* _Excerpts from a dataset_
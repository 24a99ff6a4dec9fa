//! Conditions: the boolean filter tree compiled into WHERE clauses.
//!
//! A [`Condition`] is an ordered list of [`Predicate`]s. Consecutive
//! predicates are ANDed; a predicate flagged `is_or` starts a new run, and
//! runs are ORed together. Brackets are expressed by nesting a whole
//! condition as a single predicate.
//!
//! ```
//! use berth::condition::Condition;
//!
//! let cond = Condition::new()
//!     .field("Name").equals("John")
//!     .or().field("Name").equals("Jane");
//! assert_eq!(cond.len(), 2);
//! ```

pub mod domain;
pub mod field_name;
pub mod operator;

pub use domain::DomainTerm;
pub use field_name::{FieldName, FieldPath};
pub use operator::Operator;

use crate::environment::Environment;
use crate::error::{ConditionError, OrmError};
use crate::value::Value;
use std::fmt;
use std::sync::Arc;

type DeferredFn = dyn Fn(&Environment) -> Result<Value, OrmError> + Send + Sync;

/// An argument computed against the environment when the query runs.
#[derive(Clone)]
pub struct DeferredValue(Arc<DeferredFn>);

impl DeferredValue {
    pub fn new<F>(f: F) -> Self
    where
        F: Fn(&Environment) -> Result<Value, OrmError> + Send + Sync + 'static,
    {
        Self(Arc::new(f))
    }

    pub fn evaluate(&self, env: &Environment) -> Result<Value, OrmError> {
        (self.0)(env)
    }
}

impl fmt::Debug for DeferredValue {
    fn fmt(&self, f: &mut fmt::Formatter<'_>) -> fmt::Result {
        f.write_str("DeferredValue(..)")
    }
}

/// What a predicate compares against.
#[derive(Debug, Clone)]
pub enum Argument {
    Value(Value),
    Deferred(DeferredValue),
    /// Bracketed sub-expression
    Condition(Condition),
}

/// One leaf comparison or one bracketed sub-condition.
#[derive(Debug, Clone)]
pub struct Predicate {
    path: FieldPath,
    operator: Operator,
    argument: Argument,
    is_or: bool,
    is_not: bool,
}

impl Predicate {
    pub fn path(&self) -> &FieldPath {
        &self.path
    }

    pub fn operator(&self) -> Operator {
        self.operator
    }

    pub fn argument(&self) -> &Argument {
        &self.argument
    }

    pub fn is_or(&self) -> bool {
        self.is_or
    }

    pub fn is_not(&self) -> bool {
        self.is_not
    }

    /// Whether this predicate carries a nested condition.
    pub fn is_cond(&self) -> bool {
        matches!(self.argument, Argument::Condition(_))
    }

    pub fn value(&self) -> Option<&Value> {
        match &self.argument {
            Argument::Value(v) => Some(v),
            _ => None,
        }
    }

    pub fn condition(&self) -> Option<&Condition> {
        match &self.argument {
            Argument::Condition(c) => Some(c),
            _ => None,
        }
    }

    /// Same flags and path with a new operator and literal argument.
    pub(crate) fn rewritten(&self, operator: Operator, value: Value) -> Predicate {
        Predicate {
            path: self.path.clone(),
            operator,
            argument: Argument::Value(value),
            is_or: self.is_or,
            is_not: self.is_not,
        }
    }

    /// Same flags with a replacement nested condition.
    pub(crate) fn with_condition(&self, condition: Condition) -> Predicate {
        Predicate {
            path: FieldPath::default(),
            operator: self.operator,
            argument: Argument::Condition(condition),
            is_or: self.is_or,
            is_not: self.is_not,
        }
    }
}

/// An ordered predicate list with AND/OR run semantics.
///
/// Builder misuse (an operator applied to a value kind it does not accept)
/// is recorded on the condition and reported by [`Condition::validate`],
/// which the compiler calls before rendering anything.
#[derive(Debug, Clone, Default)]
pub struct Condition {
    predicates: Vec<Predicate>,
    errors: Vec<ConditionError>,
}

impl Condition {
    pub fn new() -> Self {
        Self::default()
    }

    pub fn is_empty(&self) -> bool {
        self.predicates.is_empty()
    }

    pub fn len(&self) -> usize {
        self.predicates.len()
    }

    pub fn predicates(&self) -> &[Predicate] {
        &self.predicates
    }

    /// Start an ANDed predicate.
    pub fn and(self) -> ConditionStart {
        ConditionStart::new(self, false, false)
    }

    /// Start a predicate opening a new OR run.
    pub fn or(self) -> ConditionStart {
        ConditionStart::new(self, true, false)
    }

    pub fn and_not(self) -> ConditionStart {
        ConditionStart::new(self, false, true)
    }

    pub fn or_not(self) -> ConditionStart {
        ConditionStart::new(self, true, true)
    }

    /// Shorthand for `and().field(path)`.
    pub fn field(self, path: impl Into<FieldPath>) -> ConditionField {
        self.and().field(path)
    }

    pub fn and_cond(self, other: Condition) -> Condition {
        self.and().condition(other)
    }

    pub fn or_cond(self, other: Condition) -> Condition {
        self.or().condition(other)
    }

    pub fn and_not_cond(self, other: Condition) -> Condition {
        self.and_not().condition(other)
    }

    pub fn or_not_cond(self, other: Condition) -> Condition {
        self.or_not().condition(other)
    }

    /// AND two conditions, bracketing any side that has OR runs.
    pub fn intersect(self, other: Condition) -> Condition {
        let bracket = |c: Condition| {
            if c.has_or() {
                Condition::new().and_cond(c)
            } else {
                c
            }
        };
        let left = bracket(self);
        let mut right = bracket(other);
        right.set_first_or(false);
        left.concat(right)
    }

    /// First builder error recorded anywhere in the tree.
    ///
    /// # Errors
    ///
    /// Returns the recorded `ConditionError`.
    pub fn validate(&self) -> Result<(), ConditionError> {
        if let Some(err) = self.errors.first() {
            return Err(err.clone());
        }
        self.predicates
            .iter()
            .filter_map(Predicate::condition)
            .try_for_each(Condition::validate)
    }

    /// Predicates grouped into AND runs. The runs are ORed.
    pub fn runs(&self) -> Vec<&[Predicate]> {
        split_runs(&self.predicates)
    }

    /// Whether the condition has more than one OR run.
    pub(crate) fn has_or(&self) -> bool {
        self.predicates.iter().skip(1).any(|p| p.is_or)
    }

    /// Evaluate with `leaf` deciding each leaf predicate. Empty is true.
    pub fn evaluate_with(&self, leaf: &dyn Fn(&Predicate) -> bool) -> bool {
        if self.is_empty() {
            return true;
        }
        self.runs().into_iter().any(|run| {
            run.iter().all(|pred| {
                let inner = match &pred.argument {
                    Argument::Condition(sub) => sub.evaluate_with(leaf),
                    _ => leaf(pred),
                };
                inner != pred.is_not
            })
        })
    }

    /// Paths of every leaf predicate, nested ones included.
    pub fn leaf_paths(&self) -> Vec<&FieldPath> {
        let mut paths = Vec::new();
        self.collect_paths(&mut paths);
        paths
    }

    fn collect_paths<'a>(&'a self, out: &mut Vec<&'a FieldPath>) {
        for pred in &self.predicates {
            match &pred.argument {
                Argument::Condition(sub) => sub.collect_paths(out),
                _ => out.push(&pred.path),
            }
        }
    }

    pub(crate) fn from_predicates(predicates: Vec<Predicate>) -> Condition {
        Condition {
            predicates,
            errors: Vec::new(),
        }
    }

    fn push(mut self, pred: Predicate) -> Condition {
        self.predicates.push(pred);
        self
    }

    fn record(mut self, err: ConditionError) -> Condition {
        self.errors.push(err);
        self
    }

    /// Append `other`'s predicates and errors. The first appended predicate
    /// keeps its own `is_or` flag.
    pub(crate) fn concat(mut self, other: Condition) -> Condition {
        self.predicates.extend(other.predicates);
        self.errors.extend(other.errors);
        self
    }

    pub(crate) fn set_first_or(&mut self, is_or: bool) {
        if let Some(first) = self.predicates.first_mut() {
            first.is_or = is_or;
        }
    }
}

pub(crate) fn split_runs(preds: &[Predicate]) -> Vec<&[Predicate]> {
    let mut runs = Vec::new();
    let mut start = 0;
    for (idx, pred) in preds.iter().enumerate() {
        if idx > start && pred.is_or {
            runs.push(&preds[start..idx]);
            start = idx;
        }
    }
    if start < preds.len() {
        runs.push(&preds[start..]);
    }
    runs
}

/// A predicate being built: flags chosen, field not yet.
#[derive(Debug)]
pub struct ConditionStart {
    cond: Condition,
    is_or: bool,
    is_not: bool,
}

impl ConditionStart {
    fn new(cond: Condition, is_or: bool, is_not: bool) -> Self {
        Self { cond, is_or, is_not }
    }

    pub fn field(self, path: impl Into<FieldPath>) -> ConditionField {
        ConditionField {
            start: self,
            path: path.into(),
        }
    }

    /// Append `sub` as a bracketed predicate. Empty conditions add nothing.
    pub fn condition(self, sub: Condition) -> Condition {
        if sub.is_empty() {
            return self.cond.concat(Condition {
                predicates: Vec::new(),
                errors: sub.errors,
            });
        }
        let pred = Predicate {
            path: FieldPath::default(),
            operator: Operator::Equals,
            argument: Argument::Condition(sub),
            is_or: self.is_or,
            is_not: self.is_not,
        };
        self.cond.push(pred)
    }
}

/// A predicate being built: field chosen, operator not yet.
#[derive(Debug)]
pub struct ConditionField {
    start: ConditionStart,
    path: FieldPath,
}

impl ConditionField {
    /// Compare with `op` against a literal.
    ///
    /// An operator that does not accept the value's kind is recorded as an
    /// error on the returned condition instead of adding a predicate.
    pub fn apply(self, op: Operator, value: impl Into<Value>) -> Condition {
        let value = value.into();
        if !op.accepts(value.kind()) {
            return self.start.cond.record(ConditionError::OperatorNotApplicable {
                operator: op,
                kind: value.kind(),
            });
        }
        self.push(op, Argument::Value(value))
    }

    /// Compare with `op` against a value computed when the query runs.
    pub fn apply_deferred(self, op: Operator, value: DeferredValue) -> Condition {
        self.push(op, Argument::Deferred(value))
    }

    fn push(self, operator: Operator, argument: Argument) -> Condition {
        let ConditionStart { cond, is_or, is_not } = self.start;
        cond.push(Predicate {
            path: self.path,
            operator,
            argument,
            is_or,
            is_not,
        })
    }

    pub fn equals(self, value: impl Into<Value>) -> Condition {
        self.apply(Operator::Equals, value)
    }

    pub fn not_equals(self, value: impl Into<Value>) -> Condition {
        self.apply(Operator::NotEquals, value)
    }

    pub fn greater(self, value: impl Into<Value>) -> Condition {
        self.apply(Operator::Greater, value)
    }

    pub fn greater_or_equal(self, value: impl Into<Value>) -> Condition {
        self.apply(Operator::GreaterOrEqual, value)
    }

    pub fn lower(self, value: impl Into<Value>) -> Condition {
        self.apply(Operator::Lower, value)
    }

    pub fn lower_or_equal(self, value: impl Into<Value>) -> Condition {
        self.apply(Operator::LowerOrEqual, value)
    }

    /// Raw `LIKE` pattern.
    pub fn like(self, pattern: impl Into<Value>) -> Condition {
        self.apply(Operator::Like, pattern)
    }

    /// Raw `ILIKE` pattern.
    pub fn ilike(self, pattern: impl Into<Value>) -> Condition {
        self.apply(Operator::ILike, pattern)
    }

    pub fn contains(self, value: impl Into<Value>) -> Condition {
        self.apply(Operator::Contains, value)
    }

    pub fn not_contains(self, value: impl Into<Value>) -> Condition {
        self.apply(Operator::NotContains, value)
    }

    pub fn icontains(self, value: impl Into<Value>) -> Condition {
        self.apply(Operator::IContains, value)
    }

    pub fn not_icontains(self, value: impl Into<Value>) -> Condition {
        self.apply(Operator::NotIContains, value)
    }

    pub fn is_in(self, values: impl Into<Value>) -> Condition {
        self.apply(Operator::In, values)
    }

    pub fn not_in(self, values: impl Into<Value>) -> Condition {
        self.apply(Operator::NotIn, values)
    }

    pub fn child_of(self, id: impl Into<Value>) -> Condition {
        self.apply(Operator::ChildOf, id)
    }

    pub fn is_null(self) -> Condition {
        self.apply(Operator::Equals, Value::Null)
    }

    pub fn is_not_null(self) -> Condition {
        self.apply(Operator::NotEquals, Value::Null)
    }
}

* _WHAT YOU ARE ASKED TO DO_
Across the data, pull every line containing the string "DeferredValue".

* _EXPECTED OUTPUT_
pub struct DeferredValue(Arc<DeferredFn>);
impl DeferredValue {
impl fmt::Debug for DeferredValue {
        f.write_str("DeferredValue(..)")
    Deferred(DeferredValue),
    pub fn apply_deferred(self, op: Operator, value: DeferredValue) -> Condition {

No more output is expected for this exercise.